Royal Pingdom took time in June to catalogue Facebook’s software infrastructure and noted that the social network is largely a LAMP (Linux, Apache, MySQL and PHP) Website, albeit with some modifications.
Facebook uses Sun Microsystems’ open-source database MySQL for persistent storage, Memcached for distributed memory caching between its Web servers and MySQL servers, and distributed storage software Cassandra for inbox search.
Facebook also created and released to open-source HipHop for PHP, a compiler that turns PHP into native code on Facebook’s Web servers.
“Not only is Facebook using (and contributing to) open-source software such as Linux, Memcached, MySQL, Hadoop, and many others, it has also made much of its internally developed software available as open source, Royal Pingdom noted, citing HipHop, Cassandra, Thrift and Scribe as well as the Tornado Web server.
Other Internet companies use many of the same open-source tools Facebook employs. For example, Twitter uses Cassandra on its geo and research teams.
Facebook and Twitter also use Hadoop, a map-reduce implementation that makes it possible to perform calculations on massive amounts of data. In fact, Hadoop seems to be used by every Internet company worth its salt, from Google to Amazon and Amazon Web services to Yahoo.
Yahoo is a heavy Hadoop user, burning through more than 100,000 CPUs in 36,000 computers for its Web search and ad platforms. The company contributed to the open-source project last month by releasing Hadoop with Kerberos security and a workflow engine for Hadoop.
Why, after years of enterprises powered by proprietary software infrastructure from Microsoft, Oracle, HP, IBM and others, are big Internet companies writing or adopting open source with such gusto?
Open Source Rules the Roost
Redmonk Analyst Stephen O’Grady told eWEEK open source often wins out over proprietary products these days because there is little benefit relative to the returns for developing non-differentiating software in-house.
“While this open source, radically distinct infrastructure software would seem to pose a threat to the incumbent software vendors, that’s relatively far out.
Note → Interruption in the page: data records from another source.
//! Turn protocol engine
//!
//! Drives one session through `Init -> AwaitSubject -> ApplyAction ->
//! (AwaitSubject | Done | Failed)`. Every exit path, including transport
//! errors and cancellation, ends in `Done` or `Failed` with the log intact up
//! to that point; nothing is thrown past [`TurnEngine::run`].

use std::sync::Arc;
use std::time::Duration;

use serde::{Deserialize, Serialize};
use tracing::{debug, info, warn};

use crate::cancel::CancelToken;
use crate::environment::{EnvironmentAdapter, EnvironmentFactory};
use crate::error::{EnvironmentError, SessionError, TransportError};
use crate::protocol::{Action, Observation, SubjectRequest, SubjectResponse};
use crate::session::{LogError, MessageLog, Session, SessionStatus};
use crate::transport::Transport;

/// Per-session limits
#[derive(Debug, Clone, Serialize, Deserialize, PartialEq)]
pub struct SessionSettings {
    /// How long the subject may take to answer one turn (milliseconds)
    #[serde(default = "default_turn_timeout_ms")]
    pub turn_timeout_ms: u64,
    /// Subject turns allowed before the session is failed
    #[serde(default = "default_max_turns")]
    pub max_turns: u32,
    /// Consecutive invalid actions tolerated before the session is failed
    #[serde(default = "default_max_corrections")]
    pub max_corrections: u32,
    /// Whole-session retries after a subject timeout
    #[serde(default)]
    pub session_retries: u32,
}

fn default_turn_timeout_ms() -> u64 {
    30_000
}

fn default_max_turns() -> u32 {
    30
}

fn default_max_corrections() -> u32 {
    3
}

impl Default for SessionSettings {
    fn default() -> Self {
        Self {
            turn_timeout_ms: default_turn_timeout_ms(),
            max_turns: default_max_turns(),
            max_corrections: default_max_corrections(),
            session_retries: 0,
        }
    }
}

impl SessionSettings {
    pub fn turn_timeout(&self) -> Duration {
        Duration::from_millis(self.turn_timeout_ms)
    }
}

#[derive(Debug, Clone, Copy, PartialEq, Eq, Serialize, Deserialize)]
#[serde(rename_all = "snake_case")]
pub enum EngineState {
    Init,
    AwaitSubject,
    ApplyAction,
    Done,
    Failed,
}

/// Terminal result of one session
#[derive(Debug, Clone)]
pub struct SessionOutcome {
    pub session_id: String,
    pub state: EngineState,
    pub status: SessionStatus,
    pub reward: f64,
    pub error: Option<SessionError>,
    pub log: MessageLog,
}

impl SessionOutcome {
    pub fn is_success(&self) -> bool {
        self.state == EngineState::Done
    }
}

/// Non-terminal states the run loop steps through
#[derive(Debug, Clone, Copy, PartialEq, Eq)]
enum Step {
    Init,
    AwaitSubject,
    ApplyAction,
}

impl From<Step> for EngineState {
    fn from(step: Step) -> Self {
        match step {
            Step::Init => EngineState::Init,
            Step::AwaitSubject => EngineState::AwaitSubject,
            Step::ApplyAction => EngineState::ApplyAction,
        }
    }
}

enum Transition {
    Next(Step),
    Done(f64),
    Fail(SessionError),
}

/// Mutable bookkeeping for one run, dropped with it
struct Turn {
    /// Last observation produced by reset or a successful step
    current: Option<Observation>,
    pending: Option<Action>,
    corrections: u32,
}

pub struct TurnEngine {
    transport: Arc<dyn Transport>,
    factory: Arc<dyn EnvironmentFactory>,
    settings: SessionSettings,
    cancel: CancelToken,
}

impl TurnEngine {
    pub fn new(
        transport: Arc<dyn Transport>,
        factory: Arc<dyn EnvironmentFactory>,
        settings: SessionSettings,
        cancel: CancelToken,
    ) -> Self {
        Self {
            transport,
            factory,
            settings,
            cancel,
        }
    }

    /// Run the session to a terminal state
    pub async fn run(&self, mut session: Session) -> SessionOutcome {
        info!(
            "Session {} starting task {} with {} ({})",
            session.id,
            session.task.id,
            session.binding.peer_id,
            session.binding.mode.as_str()
        );

        let mut turn = Turn {
            current: None,
            pending: None,
            corrections: 0,
        };
        let mut step = Step::Init;

        let (state, reward, error) = loop {
            let transition = match step {
                Step::Init => self.init(&mut session, &mut turn),
                Step::AwaitSubject => self.await_subject(&mut session, &mut turn).await,
                Step::ApplyAction => self.apply_action(&mut session, &mut turn),
            };

            match transition {
                Transition::Next(next) => {
                    debug!(
                        "Session {}: {:?} -> {:?}",
                        session.id,
                        EngineState::from(step),
                        EngineState::from(next)
                    );
                    step = next;
                }
                Transition::Done(reward) => break (EngineState::Done, reward, None),
                Transition::Fail(error) => break (EngineState::Failed, 0.0, Some(error)),
            }
        };

        self.finish(session, state, reward, error).await
    }

    fn init(&self, session: &mut Session, turn: &mut Turn) -> Transition {
        let (adapter, observation) = EnvironmentAdapter::reset(self.factory.as_ref(), &session.task);
        let initial_reward = adapter.reward();
        session.environment = Some(adapter);
        session.status = SessionStatus::Active;

        if let Err(e) = session.log.push_observation(observation.clone()) {
            return Transition::Fail(log_violation(e));
        }

        if observation.done {
            return Transition::Done(observation.reward.unwrap_or(initial_reward));
        }
        turn.current = Some(observation);
        Transition::Next(Step::AwaitSubject)
    }

    async fn await_subject(&self, session: &mut Session, turn: &mut Turn) -> Transition {
        let subject_turns = session.log.subject_turns();
        if subject_turns >= self.settings.max_turns {
            warn!(
                "Session {} hit the turn ceiling ({})",
                session.id, self.settings.max_turns
            );
            return Transition::Fail(SessionError::MaxTurnsExceeded(self.settings.max_turns));
        }
        if self.cancel.is_cancelled() {
            return Transition::Fail(SessionError::Cancelled);
        }

        let (turn_index, observation) = match session.log.messages().last() {
            Some(message) => match session.log.last_observation() {
                Some(obs) => (message.turn_index, obs.clone()),
                None => {
                    return Transition::Fail(SessionError::ProtocolViolation(
                        "no observation to send".to_string(),
                    ))
                }
            },
            None => {
                return Transition::Fail(SessionError::ProtocolViolation(
                    "empty message log".to_string(),
                ))
            }
        };

        let request = SubjectRequest {
            session_id: session.id.clone(),
            turn_index,
            observation,
        };
        if let Err(e) = self.transport.send(&session.binding, request).await {
            return Transition::Fail(transport_failure(e));
        }

        let timeout = self.settings.turn_timeout();
        let reply = tokio::select! {
            reply = tokio::time::timeout(
                timeout,
                self.transport.receive(&session.binding, &session.id),
            ) => reply,
            _ = self.cancel.cancelled() => {
                info!("Session {} cancelled while waiting on turn {}", session.id, turn_index);
                return Transition::Fail(SessionError::Cancelled);
            }
        };

        let response = match reply {
            Err(_elapsed) => {
                warn!(
                    "Session {}: subject silent on turn {} for {}ms",
                    session.id, turn_index, self.settings.turn_timeout_ms
                );
                return Transition::Fail(SessionError::SubjectTimeout {
                    turn_index,
                    timeout_ms: self.settings.turn_timeout_ms,
                });
            }
            Ok(Err(e)) => return Transition::Fail(transport_failure(e)),
            Ok(Ok(response)) => response,
        };

        if let Err(reason) = check_response(&session.id, turn_index, &response) {
            warn!("Session {}: {}", session.id, reason);
            return Transition::Fail(SessionError::ProtocolViolation(reason));
        }

        debug!(
            "Session {} turn {}: subject chose {}",
            session.id, turn_index, response.action.name
        );
        if let Err(e) = session.log.push_action(response.action.clone()) {
            return Transition::Fail(log_violation(e));
        }
        turn.pending = Some(response.action);
        Transition::Next(Step::ApplyAction)
    }

    fn apply_action(&self, session: &mut Session, turn: &mut Turn) -> Transition {
        let Some(action) = turn.pending.take() else {
            return Transition::Fail(SessionError::ProtocolViolation(
                "no action to apply".to_string(),
            ));
        };
        let Some(env) = session.environment.as_mut() else {
            return Transition::Fail(SessionError::ProtocolViolation(
                "environment not initialised".to_string(),
            ));
        };

        if action.is_finish() {
            info!("Session {}: subject finished early", session.id);
            let reward = env.finish().unwrap_or_else(|_| env.reward());
            return Transition::Done(reward);
        }

        match env.step(&action) {
            Ok(observation) if observation.done => {
                let reward = observation.reward.unwrap_or_else(|| env.reward());
                if let Err(e) = session.log.push_observation(observation) {
                    return Transition::Fail(log_violation(e));
                }
                Transition::Done(reward)
            }
            Ok(observation) => {
                turn.corrections = 0;
                if let Err(e) = session.log.push_observation(observation.clone()) {
                    return Transition::Fail(log_violation(e));
                }
                turn.current = Some(observation);
                Transition::Next(Step::AwaitSubject)
            }
            Err(EnvironmentError::InvalidAction(reason)) => {
                turn.corrections += 1;
                if turn.corrections > self.settings.max_corrections {
                    warn!(
                        "Session {}: {} invalid action(s) in a row, giving up",
                        session.id, turn.corrections
                    );
                    return Transition::Fail(SessionError::InvalidAction {
                        attempts: turn.corrections,
                        reason,
                    });
                }

                warn!(
                    "Session {}: rejected {} ({}), correction {}/{}",
                    session.id,
                    action.name,
                    reason,
                    turn.corrections,
                    self.settings.max_corrections
                );
                let correction = match &turn.current {
                    Some(current) => current.correction(reason),
                    None => Observation::new("", serde_json::Value::Null).correction(reason),
                };
                if let Err(e) = session.log.push_observation(correction) {
                    return Transition::Fail(log_violation(e));
                }
                Transition::Next(Step::AwaitSubject)
            }
            Err(EnvironmentError::EnvironmentTerminated) => Transition::Done(env.reward()),
        }
    }

    async fn finish(
        &self,
        mut session: Session,
        state: EngineState,
        reward: f64,
        error: Option<SessionError>,
    ) -> SessionOutcome {
        self.transport.abandon(&session.id).await;
        session.release_environment();

        session.status = match (&state, &error) {
            (EngineState::Done, _) => SessionStatus::Completed,
            (_, Some(SessionError::SubjectTimeout { .. })) => SessionStatus::TimedOut,
            _ => SessionStatus::Failed,
        };

        match &error {
            None => info!(
                "Session {} completed after {} turn(s), reward {}",
                session.id,
                session.log.subject_turns(),
                reward
            ),
            Some(e) => warn!(
                "Session {} ended {}: {}",
                session.id,
                session.status.as_str(),
                e
            ),
        }

        SessionOutcome {
            session_id: session.id,
            state,
            status: session.status,
            reward,
            error,
            log: session.log,
        }
    }
}

fn check_response(
    session_id: &str,
    turn_index: u32,
    response: &SubjectResponse,
) -> Result<(), String> {
    if response.session_id != session_id {
        return Err(format!(
            "reply for session {} arrived on session {}",
            response.session_id, session_id
        ));
    }
    if response.turn_index != turn_index {
        return Err(format!(
            "reply carries turn {} but turn {} was asked",
            response.turn_index, turn_index
        ));
    }
    if response.action.name.trim().is_empty() {
        return Err("reply has an empty action name".to_string());
    }
    Ok(())
}

fn transport_failure(e: TransportError) -> SessionError {
    match e {
        TransportError::Decode(reason) => SessionError::ProtocolViolation(reason),
        TransportError::Cancelled => SessionError::Cancelled,
        other => SessionError::Transport(other.to_string()),
    }
}

fn log_violation(e: LogError) -> SessionError {
    SessionError::ProtocolViolation(e.to_string())
}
Most adoption of the specialized, Web-scale technologies is greenfield, if for no other reason than the fact that few if any packaged applications are capable of running on, say, non-relational datastores such as Cassandra.
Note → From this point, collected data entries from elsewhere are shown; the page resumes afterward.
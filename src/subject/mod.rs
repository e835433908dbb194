//! Subject-side hosting: agents and the HTTP server that exposes them

pub mod agent;
pub mod http;
pub mod server;

pub use agent::{Conversation, ScriptedAgent, SubjectAgent};
pub use server::SubjectServer;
“In the interim, we’re likely to see traditional providers uneasily coexist with the up and coming open-source alternatives that have sprung from Web native companies such as Facebook and Twitter.”
Microsoft’s enterprise software business president Bob Muglia, whose company is under siege by the burgeoning open-source movement, offered his own explanation of this to the New York Times:
“We did not get access to kids as they were going through college,” Muglia said. When people wanted to build a start-up, “and they were generally under-capitalized, the idea of buying Microsoft software was a really problematic idea for them.”
In short, today’s computer programmers go through college writing programs on software that wasn’t created by Microsoft, which missed the opportunity to gain bleeding-edge Web programmers.
The open-source approach is extending to the hardware segment to a degree, according to Pund-IT founding analyst Charles King:
“Many of the big search (Google/Yahoo) and social networking (FB, etc.) companies are leveraging x86 and Linux distros of one sort of another. The huge scale-out, cloud-style infrastructures they’re using — tens of thousands of barebones x86 boxes w/SW-based RAS features/functionality — are fundamentally/philosophically different from traditional Big Iron Systems.”
King said the first rank of losers includes traditional UNIX systems and enterprise software vendors, but there is a trickle-down affect into the services businesses of IBM and HP.
“In many cases their services organizations are also being shut out by Web-focused companies (Google’s reportedly a good example) who find that it’s cheaper to plan/design their own servers/storage & outsource fabrication to the same third-party, Asia-Pacific IT manufacturers used by many system vendors.”
This is a big reason why Dell, IBM, HP and others are aggressively moving to the cloud space. These vendors want to staunch any potential revenue hemorrhages from their traditional businesses and embrace the cloud computing model the Internet companies built with open-source software and commodity hardware.